About this exercise: Below is a listing; restate from it, character for character, the lines beginning at the line holding "use tracing::Level;" and ending at the line holding "on incoming requests", both included.

*** Entries shown Section Begins ***

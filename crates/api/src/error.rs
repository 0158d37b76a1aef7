use axum::extract::rejection::{JsonRejection, PathRejection};
use axum::http::StatusCode;
use axum::response::{IntoResponse, Response};
use catalog_core::error::CoreError;
use serde_json::json;

/// Message shown to clients in place of any internal failure detail.
const SANITIZED: &str = "An internal error occurred";

/// Error returned by catalog services and handlers.
///
/// Domain failures arrive as [`CoreError`], storage failures as raw
/// [`sqlx::Error`], and unreadable requests as `BadRequest`. All render as
/// `{ "error": ..., "code": ... }`.
#[derive(Debug, thiserror::Error)]
pub enum AppError {
    #[error(transparent)]
    Core(#[from] CoreError),

    #[error("Database error: {0}")]
    Database(#[from] sqlx::Error),

    #[error("Bad request: {0}")]
    BadRequest(String),
}

pub type AppResult<T> = Result<T, AppError>;

impl From<JsonRejection> for AppError {
    fn from(rejection: JsonRejection) -> Self {
        tracing::debug!(error = %rejection, "Rejected request body");
        AppError::BadRequest(rejection.body_text())
    }
}

impl From<PathRejection> for AppError {
    fn from(rejection: PathRejection) -> Self {
        tracing::debug!(error = %rejection, "Rejected path parameters");
        AppError::BadRequest(rejection.body_text())
    }
}

/// Status, machine-readable code and client-facing message for one error.
struct Rendered {
    status: StatusCode,
    code: &'static str,
    message: String,
}

impl Rendered {
    fn new(status: StatusCode, code: &'static str, message: impl Into<String>) -> Self {
        Self {
            status,
            code,
            message: message.into(),
        }
    }

    fn internal() -> Self {
        Self::new(StatusCode::INTERNAL_SERVER_ERROR, "INTERNAL_ERROR", SANITIZED)
    }
}

impl AppError {
    fn render(&self) -> Rendered {
        match self {
            AppError::Core(core) => render_core(core),
            AppError::Database(err) => render_sqlx(err),
            AppError::BadRequest(msg) => Rendered::new(StatusCode::BAD_REQUEST, "BAD_REQUEST", msg),
        }
    }
}

impl IntoResponse for AppError {
    fn into_response(self) -> Response {
        let Rendered {
            status,
            code,
            message,
        } = self.render();
        (status, axum::Json(json!({ "error": message, "code": code }))).into_response()
    }
}

/// `NotFound` uses the full display text ("Colour not found with ID: 3");
/// validation and conflict messages are shown as written.
fn render_core(core: &CoreError) -> Rendered {
    match core {
        CoreError::NotFound { .. } => {
            Rendered::new(StatusCode::NOT_FOUND, "NOT_FOUND", core.to_string())
        }
        CoreError::Validation(msg) => {
            Rendered::new(StatusCode::BAD_REQUEST, "VALIDATION_ERROR", msg)
        }
        CoreError::Conflict(msg) => Rendered::new(StatusCode::CONFLICT, "CONFLICT", msg),
        CoreError::Internal(msg) => {
            tracing::error!(error = %msg, "Internal core error");
            Rendered::internal()
        }
    }
}

/// Storage errors that reach the response layer unclassified.
///
/// Delete paths turn foreign key violations into kind-specific conflicts
/// before this point; any that slip through still answer 409.
fn render_sqlx(err: &sqlx::Error) -> Rendered {
    if matches!(err, sqlx::Error::RowNotFound) {
        return Rendered::new(StatusCode::NOT_FOUND, "NOT_FOUND", "Resource not found");
    }
    if catalog_db::is_foreign_key_violation(err) {
        return Rendered::new(
            StatusCode::CONFLICT,
            "CONFLICT",
            "The operation conflicts with records that reference it",
        );
    }
    tracing::error!(error = %err, "Database error");
    Rendered::internal()
}
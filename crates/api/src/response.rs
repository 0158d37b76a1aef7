//! Success envelope for catalog responses.
//!
//! Every 200/201 body is `{ "data": ... }`; errors use the envelope in
//! [`crate::error`] instead.

use serde::Serialize;

/// `{ "data": T }`, where `T` is a record, a `ProductDetail`, or a list of
/// `ProductSummary` rows.
///
/// ```ignore
/// Ok((StatusCode::CREATED, Json(DataResponse { data: product_detail })))
/// ```
#[derive(Debug, Serialize)]
pub struct DataResponse<T: Serialize> {
    pub data: T,
}
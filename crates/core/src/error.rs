use crate::types::DbId;

#[derive(Debug, thiserror::Error)]
pub enum CoreError {
    #[error("{entity} not found with ID: {id}")]
    NotFound { entity: &'static str, id: DbId },

    #[error("Validation failed: {0}")]
    Validation(String),

    #[error("Conflict: {0}")]
    Conflict(String),

    #[error("Internal error: {0}")]
    Internal(String),
}
//! Storage layer for the product catalog.
//!
//! Owns the Postgres pool, schema migrations, row models, repositories, and
//! first-boot seeding.

use sqlx::postgres::PgPoolOptions;

pub mod models;
pub mod repositories;
pub mod seed;

pub type DbPool = sqlx::PgPool;

/// PostgreSQL SQLSTATE for `foreign_key_violation`.
const FOREIGN_KEY_VIOLATION: &str = "23503";

/// Create a connection pool from a database URL.
pub async fn create_pool(database_url: &str) -> Result<DbPool, sqlx::Error> {
    PgPoolOptions::new()
        .max_connections(20)
        .connect(database_url)
        .await
}

/// Round-trip a trivial query to confirm the database is reachable.
pub async fn health_check(pool: &DbPool) -> Result<(), sqlx::Error> {
    sqlx::query("SELECT 1").execute(pool).await?;
    Ok(())
}

/// Apply pending migrations from `db/migrations`.
pub async fn run_migrations(pool: &DbPool) -> Result<(), sqlx::migrate::MigrateError> {
    sqlx::migrate!("../../db/migrations").run(pool).await
}

/// True when the error is a foreign key violation, i.e. a delete was
/// refused because another row still references the target.
pub fn is_foreign_key_violation(err: &sqlx::Error) -> bool {
    match err {
        sqlx::Error::Database(db_err) => db_err.code().as_deref() == Some(FOREIGN_KEY_VIOLATION),
        _ => false,
    }
}
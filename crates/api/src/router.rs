//! Shared application router builder.
//!
//! [`build_app_router`] is used by both the binary (`main.rs`) and the
//! integration tests (`tests/common/mod.rs`) so they run the same middleware
//! stack.

use std::time::Duration;

use axum::http::header::CONTENT_TYPE;
use axum::http::{HeaderName, Method, StatusCode};
use axum::Router;
use tower_http::catch_panic::CatchPanicLayer;
use tower_http::cors::CorsLayer;
use tower_http::request_id::{MakeRequestUuid, PropagateRequestIdLayer, SetRequestIdLayer};
use tower_http::timeout::TimeoutLayer;
use tower_http::trace::{DefaultMakeSpan, DefaultOnResponse, TraceLayer};
use tracing::Level;

use crate::config::ServerConfig;
use crate::routes;
use crate::state::AppState;

/// Build the full application [`Router`] with all middleware layers.
///
/// The middleware stack is applied bottom-up:
///
/// 1. CORS
/// 2. Set request ID on incoming requests
/// 3. Structured request/response tracing
/// 4. Propagate request ID to response
/// 5. Request timeout
/// 6. Panic recovery (catch panics, return 500)
pub fn build_app_router(state: AppState) -> Router {
    let cors = build_cors_layer(&state.config);
    let timeout = Duration::from_secs(state.config.request_timeout_secs);
    let request_id_header = HeaderName::from_static("x-request-id");

    Router::new()
        // Health check at root level (not under /api/v1).
        .merge(routes::health::router())
        .nest("/api/v1", routes::api_routes())
        .layer(CatchPanicLayer::new())
        .layer(TimeoutLayer::with_status_code(
            StatusCode::REQUEST_TIMEOUT,
            timeout,
        ))
        .layer(PropagateRequestIdLayer::new(request_id_header.clone()))
        .layer(
            TraceLayer::new_for_http()
                .make_span_with(DefaultMakeSpan::new().level(Level::INFO))
                .on_response(DefaultOnResponse::new().level(Level::INFO)),
        )
        .layer(SetRequestIdLayer::new(request_id_header, MakeRequestUuid))
        .layer(cors)
        .with_state(state)
}

/// Build the CORS middleware layer from server configuration.
///
/// Panics if any configured origin is not a valid header value; this runs
/// once at startup.
pub fn build_cors_layer(config: &ServerConfig) -> CorsLayer {
    let origins: Vec<_> = config
        .cors_origins
        .iter()
        .map(|o| {
            o.parse()
                .unwrap_or_else(|e| panic!("Invalid CORS origin '{o}': {e}"))
        })
        .collect();

    CorsLayer::new()
        .allow_origin(origins)
        .allow_methods([Method::GET, Method::POST, Method::PUT, Method::DELETE])
        .allow_headers([CONTENT_TYPE])
        .max_age(Duration::from_secs(3600))
}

*** Entries shown Section Ends ***

Problem solution:
use tracing::Level;

use crate::config::ServerConfig;
use crate::routes;
use crate::state::AppState;

/// Build the full application [`Router`] with all middleware layers.
///
/// The middleware stack is applied bottom-up:
///
/// 1. CORS
/// 2. Set request ID on incoming requests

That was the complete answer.